Population (2020-12-31)
- • Total: 1,595
- • Density: 20.76/km^{2} (53.8/sq mi)

Population by age
- • 0 to 14: 13.4%
- • 15 to 64: 55.4%
- • 65 or older: 31.2%

Population by native language
- • Finnish: 96.5% (official)
- • Swedish: 0.3%
- • Others: 3.3%
- Time zone: UTC+02:00 (EET)
- • Summer (DST): UTC+03:00 (EEST)
- Municipal tax rate: 22.50%
- Climate: Dfc
- Website: www.honkajoki.fi

= Honkajoki =

Honkajoki (/fi/; Hongonjoki until 1952) is a former municipality of Finland. It was merged with the town of Kankaanpää on 1 January 2021.
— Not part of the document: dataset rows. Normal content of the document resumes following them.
//! Physical memory management module
//!
//! Page-table nodes and user pages both live in physical frames handed out by
//! an injected allocator. [`PhysMemory`] is the contract the rest of the crate
//! programs against; [`FrameArena`] is a fixed pool of frames implementing it.

use alloc::boxed::Box;
use alloc::vec::Vec;
use spin::Mutex;
use static_assertions::const_assert_eq;

/// Page size (4KB)
pub const PAGE_SIZE: usize = 4096;
/// Page shift (log2 of PAGE_SIZE)
pub const PAGE_SHIFT: usize = 12;

const_assert_eq!(1 << PAGE_SHIFT, PAGE_SIZE);

/// Byte written over a frame when it is handed out
const ALLOC_JUNK: u8 = 0x05;
/// Byte written over a frame when it is returned
const FREE_JUNK: u8 = 0x01;

/// Align address down to page boundary
#[inline]
pub const fn page_round_down(addr: usize) -> usize {
    addr & !(PAGE_SIZE - 1)
}

/// Align address up to page boundary
#[inline]
pub const fn page_round_up(addr: usize) -> usize {
    (addr + PAGE_SIZE - 1) & !(PAGE_SIZE - 1)
}

/// A physical address
#[derive(Debug, Clone, Copy, PartialEq, Eq, PartialOrd, Ord, Hash)]
#[repr(transparent)]
pub struct PhysAddr(pub usize);

impl PhysAddr {
    /// Creates a new physical address from a raw usize value.
    pub const fn new(addr: usize) -> Self {
        Self(addr)
    }

    /// Returns the physical address as a raw usize value.
    pub const fn as_usize(self) -> usize {
        self.0
    }

    /// Returns the offset within the current page.
    pub const fn page_offset(self) -> usize {
        self.0 & (PAGE_SIZE - 1)
    }

    /// Checks if the physical address is page-aligned.
    pub const fn is_page_aligned(self) -> bool {
        self.page_offset() == 0
    }

    /// Rounds down the physical address to the previous page boundary.
    pub const fn page_round_down(self) -> Self {
        Self(page_round_down(self.0))
    }

    /// Returns the address `bytes` further on.
    pub const fn add(self, bytes: usize) -> Self {
        Self(self.0 + bytes)
    }
}

/// Opaque allocator of page-aligned physical frames
pub trait FrameAllocator: Send + Sync {
    /// Allocate one frame. Contents are unspecified.
    fn alloc_frame(&self) -> Option<PhysAddr>;

    /// Return a frame obtained from [`FrameAllocator::alloc_frame`]
    fn free_frame(&self, pa: PhysAddr);
}

/// Access to physical memory.
///
/// Every access stays inside one frame: `pa.page_offset() + len` must not
/// exceed `PAGE_SIZE`.
pub trait PhysMemory: FrameAllocator {
    fn read(&self, pa: PhysAddr, buf: &mut [u8]);

    fn write(&self, pa: PhysAddr, data: &[u8]);

    fn fill(&self, pa: PhysAddr, value: u8, len: usize);

    /// Duplicate the whole frame `src` into `dst`
    fn copy_frame(&self, src: PhysAddr, dst: PhysAddr) {
        let mut page = [0u8; PAGE_SIZE];
        self.read(src, &mut page);
        self.write(dst, &page);
    }

    fn zero_frame(&self, pa: PhysAddr) {
        self.fill(pa, 0, PAGE_SIZE);
    }

    fn read_u64(&self, pa: PhysAddr) -> u64 {
        let mut raw = [0u8; 8];
        self.read(pa, &mut raw);
        u64::from_le_bytes(raw)
    }

    fn write_u64(&self, pa: PhysAddr, value: u64) {
        self.write(pa, &value.to_le_bytes());
    }
}

type Frame = [u8; PAGE_SIZE];

/// Fixed pool of physical frames starting at `base`.
///
/// `base` must be non-zero and page-aligned, so a zero frame number never
/// names a real frame.
pub struct FrameArena {
    base: usize,
    frames: Vec<Mutex<Box<Frame>>>,
    free_list: Mutex<Vec<usize>>,
}

impl FrameArena {
    /// Create an arena of `nframes` frames starting at physical address `base`
    pub fn new(base: usize, nframes: usize) -> Self {
        assert!(base != 0 && base % PAGE_SIZE == 0, "frame arena: bad base {:#x}", base);
        let frames = (0..nframes)
            .map(|_| Mutex::new(Box::new([FREE_JUNK; PAGE_SIZE])))
            .collect();
        // Lowest frame numbers are handed out first.
        let free_list = (0..nframes).rev().collect();
        log::debug!("frame arena: {} frames at {:#x}", nframes, base);
        Self {
            base,
            frames,
            free_list: Mutex::new(free_list),
        }
    }

    /// Number of frames currently free
    pub fn free_frames(&self) -> usize {
        self.free_list.lock().len()
    }

    /// Total number of frames in the arena
    pub fn total_frames(&self) -> usize {
        self.frames.len()
    }

    fn index_of(&self, pa: PhysAddr) -> usize {
        let addr = pa.page_round_down().as_usize();
        if addr < self.base || addr >= self.base + self.frames.len() * PAGE_SIZE {
            panic!("frame arena: {:#x} out of range", pa.as_usize());
        }
        (addr - self.base) >> PAGE_SHIFT
    }

    fn frame(&self, pa: PhysAddr, len: usize) -> (&Mutex<Box<Frame>>, usize) {
        let offset = pa.page_offset();
        assert!(offset + len <= PAGE_SIZE, "frame arena: access crosses a frame");
        (&self.frames[self.index_of(pa)], offset)
    }
}

impl FrameAllocator for FrameArena {
    fn alloc_frame(&self) -> Option<PhysAddr> {
        let index = self.free_list.lock().pop()?;
        self.frames[index].lock().fill(ALLOC_JUNK);
        Some(PhysAddr::new(self.base + index * PAGE_SIZE))
    }

    fn free_frame(&self, pa: PhysAddr) {
        if !pa.is_page_aligned() {
            panic!("free_frame: {:#x} not aligned", pa.as_usize());
        }
        let index = self.index_of(pa);
        self.frames[index].lock().fill(FREE_JUNK);
        self.free_list.lock().push(index);
    }
}

impl PhysMemory for FrameArena {
    fn read(&self, pa: PhysAddr, buf: &mut [u8]) {
        let (frame, offset) = self.frame(pa, buf.len());
        buf.copy_from_slice(&frame.lock()[offset..offset + buf.len()]);
    }

    fn write(&self, pa: PhysAddr, data: &[u8]) {
        let (frame, offset) = self.frame(pa, data.len());
        frame.lock()[offset..offset + data.len()].copy_from_slice(data);
    }

    fn fill(&self, pa: PhysAddr, value: u8, len: usize) {
        let (frame, offset) = self.frame(pa, len);
        frame.lock()[offset..offset + len].fill(value);
    }

    fn copy_frame(&self, src: PhysAddr, dst: PhysAddr) {
        let page: Frame = **self.frame(src, PAGE_SIZE).0.lock();
        **self.frame(dst, PAGE_SIZE).0.lock() = page;
    }
}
It was located in the province of Western Finland and was part of the Satakunta region. The population of Honkajoki was 1,595 (31 December 2020) and the municipality covered an area of 331.22 km2 of which 1.8 km2 was inland water (1 January 2018). The population density was 20.76 PD/km2. The municipality was unilingually Finnish.

The wooden tankard called haarikka in the coat of arms of Honkajoki represent local handicrafts, while the star comes from the coat of arms of Satakunta region. The coat of arms was designed by Ahti Hammar and was confirmed in 1952.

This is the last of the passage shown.